И еще на другом конце села обнаруживается каким-то чудом уцелевший дом. А рядом с ним – старик лет восьмидесяти. В горле трубка после давней трахеотомии, и сказать не может ни слова, но пишет на листе бумаге, что зовут его Вахтанг Дургишвили, и он здесь совсем один.

Мобильная связь работает плохо, звонок в Красный Крест все время срывается. Мы подходим к самой окраине села, и вдруг снова – живые люди. Грузины? Вроде, нет...

Бойкая кругленькая осетинка лет шестидесяти тараторит без умолку. Залина замужем за грузином. Ну и что ж, им теперь в Грузию уезжать, когда они всю жизнь в Осетии прожили? Залина всплескивает руками: "Сюда ведь приезжали всякие люди из Грузии и говорили: "Уезжайте! Сейчас война начнется. А когда мы победим – вернетесь спокойно в свои дома". Но мы с мужем даже в голову это не брали. А главное, дом-то наш на отшибе, и я даже не заметила, как люди уезжать начали. Не увидела даже, как дочка наша с внуками побежала! Просто захожу к ней, а ее уже нет, и никого нет!"

Тощий черноусый грузин появляется из глубины двора с горкой мелких персиков в подоле рубахи. Улыбается застенчиво, придвигается поближе – возьми, мол, кушай, чем богаты, тем и рады! "Очень мародеры беспокоят последнее время, – признается он, – проходу не дают, корову, вот увели..." – "И дом чуть не сожгли!" – вторит Залина. "Мы им прямо руки целовали, лишь бы в покое оставили. А они то одно возьмут, то другое... У соседки, Анны Степановны, все деньги отняли, ни копейки не оставили!"

Анна Степановна, высохшая, смуглая школьная учительница в белом шарфе, намотанном на тронутые сединой волосы, уже бежит знакомиться. Она, бедняга, год копила деньги на коронки – с зубами-то совсем не в порядке. Собрала серьезную сумму – аж полторы тысячи рублей, и все отняли, да еще дом сжечь грозятся – ведь у Анны Степановны тоже муж грузин.

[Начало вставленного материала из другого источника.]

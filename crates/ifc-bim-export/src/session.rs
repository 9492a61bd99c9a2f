// This Source Code Form is subject to the terms of the Mozilla Public
// License, v. 2.0. If a copy of the MPL was not distributed with this
// file, You can obtain one at https://mozilla.org/MPL/2.0/.

//! Encode session
//!
//! [`Encoder`] owns the entity graph and the id maps of one encode. Every
//! call to [`Encoder::encode`] starts from an empty graph and empty maps, so
//! one instance can serve many sequential calls; concurrent calls need one
//! instance each.

use crate::elements;
use crate::error::Result;
use crate::options::ExportOptions;
use crate::step::write_step;
use crate::store::EntityGraph;
use ifc_bim_model::{
    BimElement, BuildingInfo, ElementData, EntityId, ProjectInfo, SiteInfo, StoreyInfo, WallData,
};
use rustc_hash::FxHashMap;
use uuid::Uuid;

/// Entities shared by every element of a file
#[derive(Clone, Copy, Debug, Default)]
pub(crate) struct SharedIds {
    pub owner_history: EntityId,
    pub model_context: EntityId,
    pub body_context: EntityId,
    pub origin: EntityId,
    pub axis_z: EntityId,
    pub axis_x: EntityId,
}

/// An encoded storey
#[derive(Clone, Copy, Debug)]
pub(crate) struct StoreyRef {
    pub entity: EntityId,
    pub placement: EntityId,
}

/// An encoded wall, kept for the doors and windows it hosts
#[derive(Clone, Debug)]
pub(crate) struct WallRef {
    pub entity: EntityId,
    pub data: WallData,
}

/// Encoder for IFC2X3 STEP files
pub struct Encoder {
    pub(crate) options: ExportOptions,
    pub(crate) graph: EntityGraph,
    pub(crate) shared: SharedIds,
    pub(crate) storeys: FxHashMap<Uuid, StoreyRef>,
    pub(crate) first_storey: Option<Uuid>,
    pub(crate) walls: FxHashMap<Uuid, WallRef>,
    pub(crate) elements: FxHashMap<Uuid, EntityId>,
}

impl Encoder {
    pub fn new(options: ExportOptions) -> Self {
        Self {
            options,
            graph: EntityGraph::new(),
            shared: SharedIds::default(),
            storeys: FxHashMap::default(),
            first_storey: None,
            walls: FxHashMap::default(),
            elements: FxHashMap::default(),
        }
    }

    pub fn options(&self) -> &ExportOptions {
        &self.options
    }

    /// Graph produced by the last encode
    pub fn graph(&self) -> &EntityGraph {
        &self.graph
    }

    /// Entity written for an element or storey by the last encode
    pub fn entity_of(&self, id: &Uuid) -> Option<EntityId> {
        self.elements
            .get(id)
            .copied()
            .or_else(|| self.storeys.get(id).map(|s| s.entity))
    }

    fn reset(&mut self) {
        self.graph.clear();
        self.shared = SharedIds::default();
        self.storeys.clear();
        self.first_storey = None;
        self.walls.clear();
        self.elements.clear();
    }

    /// Encode a complete building model into STEP bytes
    ///
    /// Elements that cannot be encoded are logged and left out. Walls are
    /// written before the doors and windows they host.
    pub fn encode(
        &mut self,
        project: &ProjectInfo,
        site: &SiteInfo,
        building: &BuildingInfo,
        storeys: &[StoreyInfo],
        elements: &[BimElement],
    ) -> Result<Vec<u8>> {
        self.reset();
        log::debug!(
            "Encoding {} storeys and {} elements",
            storeys.len(),
            elements.len()
        );

        self.write_context()?;
        self.write_hierarchy(project, site, building, storeys)?;

        let mut ordered: Vec<&BimElement> = elements.iter().collect();
        ordered.sort_by_key(|e| encode_rank(&e.data));

        let mut skipped = 0usize;
        for element in ordered {
            if self.encode_element(element)?.is_none() {
                skipped += 1;
            }
        }

        let step = write_step(&self.graph, &self.options)?;
        log::debug!(
            "Encoded {} entities ({} elements skipped)",
            self.graph.len(),
            skipped
        );
        Ok(step.into_bytes())
    }

    /// Encode one element, `None` when it was skipped
    fn encode_element(&mut self, element: &BimElement) -> Result<Option<EntityId>> {
        let Some(storey_id) = element
            .parent_storey_id
            .filter(|id| self.storeys.contains_key(id))
            .or(self.first_storey)
        else {
            log::warn!(
                "Skipping {} '{}': no storey to place it in",
                element.element_type(),
                element.name
            );
            return Ok(None);
        };

        if let Some(field) = elements::non_finite_input(element) {
            log::warn!(
                "Skipping {} '{}': non-finite {}",
                element.element_type(),
                element.name,
                field
            );
            return Ok(None);
        }

        let written = match &element.data {
            ElementData::Wall(wall) => self.encode_wall(element, wall, storey_id)?,
            ElementData::Door(fill) | ElementData::Window(fill) => {
                self.encode_fill(element, fill, storey_id)?
            }
            ElementData::Slab(slab) => self.encode_slab(element, slab, storey_id)?,
            ElementData::Column(column) => self.encode_column(element, column, storey_id)?,
            ElementData::Counter(counter) => self.encode_counter(element, counter, storey_id)?,
            ElementData::Furniture(furniture) => {
                self.encode_furniture(element, furniture, storey_id)?
            }
            ElementData::Space(space) => self.encode_space(element, space, storey_id)?,
            ElementData::Stair(stair) => self.encode_stair(element, stair, storey_id)?,
        };

        let Some(entity) = written else {
            return Ok(None);
        };

        self.elements.insert(element.id, entity);
        self.write_property_sets(entity, &element.property_sets)?;
        self.write_containment(entity, storey_id)?;
        Ok(Some(entity))
    }

    pub(crate) fn storey(&self, id: Uuid) -> Option<StoreyRef> {
        self.storeys.get(&id).copied()
    }
}

impl Default for Encoder {
    fn default() -> Self {
        Self::new(ExportOptions::default())
    }
}

/// Hosts before the elements that reference them
fn encode_rank(data: &ElementData) -> u8 {
    match data {
        ElementData::Wall(_) => 0,
        ElementData::Door(_) | ElementData::Window(_) => 2,
        _ => 1,
    }
}

/// Encode with default options
pub fn encode(
    project: &ProjectInfo,
    site: &SiteInfo,
    building: &BuildingInfo,
    storeys: &[StoreyInfo],
    elements: &[BimElement],
) -> Result<Vec<u8>> {
    Encoder::default().encode(project, site, building, storeys, elements)
}
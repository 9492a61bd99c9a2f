// This Source Code Form is subject to the terms of the Mozilla Public
// License, v. 2.0. If a copy of the MPL was not distributed with this
// file, You can obtain one at https://mozilla.org/MPL/2.0/.

use super::{positive, Product};
use crate::error::Result;
use crate::session::Encoder;
use ifc_bim_model::{AttributeValue as V, BimElement, EntityId, IfcType, SlabData, SlabType};
use uuid::Uuid;

impl Encoder {
    /// Outline extruded by the thickness; floors hang below the storey
    /// level, ceilings sit on it
    pub(crate) fn encode_slab(
        &mut self,
        element: &BimElement,
        slab: &SlabData,
        storey: Uuid,
    ) -> Result<Option<EntityId>> {
        if slab.outline.len() < 3 || !positive(slab.thickness) {
            log::warn!(
                "Skipping slab '{}': {} outline points, thickness {}",
                element.name,
                slab.outline.len(),
                slab.thickness
            );
            return Ok(None);
        }

        let base_z = slab_base(slab);
        let profile = self.arbitrary_profile(&slab.outline)?;
        let solid = self.extrude(profile, slab.thickness, base_z)?;
        let shape = self.product_shape(&[solid], "SweptSolid")?;
        let placement = self.element_placement(storey, 0.0, 0.0, 0.0, 0.0)?;

        let predefined = match slab.slab_type {
            SlabType::Floor => "FLOOR",
            SlabType::Ceiling => "ROOF",
        };
        let entity = self.write_product(
            IfcType::IfcSlab,
            Product::of(element, placement, shape),
            vec![V::enumeration(predefined)],
        )?;
        Ok(Some(entity))
    }
}

/// Underside of the slab relative to the storey elevation
pub(crate) fn slab_base(slab: &SlabData) -> f64 {
    let base = match slab.slab_type {
        SlabType::Floor => -slab.thickness,
        SlabType::Ceiling => 0.0,
    };
    base + slab.elevation_offset
}

#[cfg(test)]
mod tests {
    use super::*;
    use approx::assert_relative_eq;
    use ifc_bim_model::Point2;

    fn slab(slab_type: SlabType) -> SlabData {
        SlabData {
            outline: vec![Point2::new(0.0, 0.0), Point2::new(1.0, 0.0), Point2::new(1.0, 1.0)],
            thickness: 0.25,
            slab_type,
            elevation_offset: 0.1,
        }
    }

    #[test]
    fn test_slab_base() {
        assert_relative_eq!(slab_base(&slab(SlabType::Floor)), -0.15);
        assert_relative_eq!(slab_base(&slab(SlabType::Ceiling)), 0.1);
    }
}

А рядышком живут женщины осетинки, у которых и мужья осетины. У одной, Тамары, мужа при обстреле ранило, и грузины забрали его с собой, отвезли в Гори и, кажется, там в больницу положили. Хотя кто его знает? Связи-то нет никакой!

Электричество не работает, мобильный телефон не подзарядишь, а если в город поехать, так пока тебя не будет, от твоего жилья точно камня на камне не останется. В общем, точно про мужа Тамара ничего не знает. А у второй женщины, Елизаветы, с супругом под обстрелом инфаркт случился, и его грузины тоже увезли.

Она уже почти траур справлять начала, думала, в живых его нету. Но накануне решилась все-таки выехать, каким-то родственникам в Грузию прозвонилась и те сказали, что жив, даже на поправку идет.

Но так страшно Елизавете одной, по ночам особенно. Сидит, трясется... Дом ее дочки сожгли уже. Совсем мародеры озверели, и то, что она осетинка, уже не защитит.

Ненадолго выпавшая из центра внимания Залина тащит гостей за стол на террасу. Муки нет давно, и масло закончилось. Но вот оставшийся с лучших времен ноздреватый домашний сыр, фрукты из сада, орехи, домашнее вино.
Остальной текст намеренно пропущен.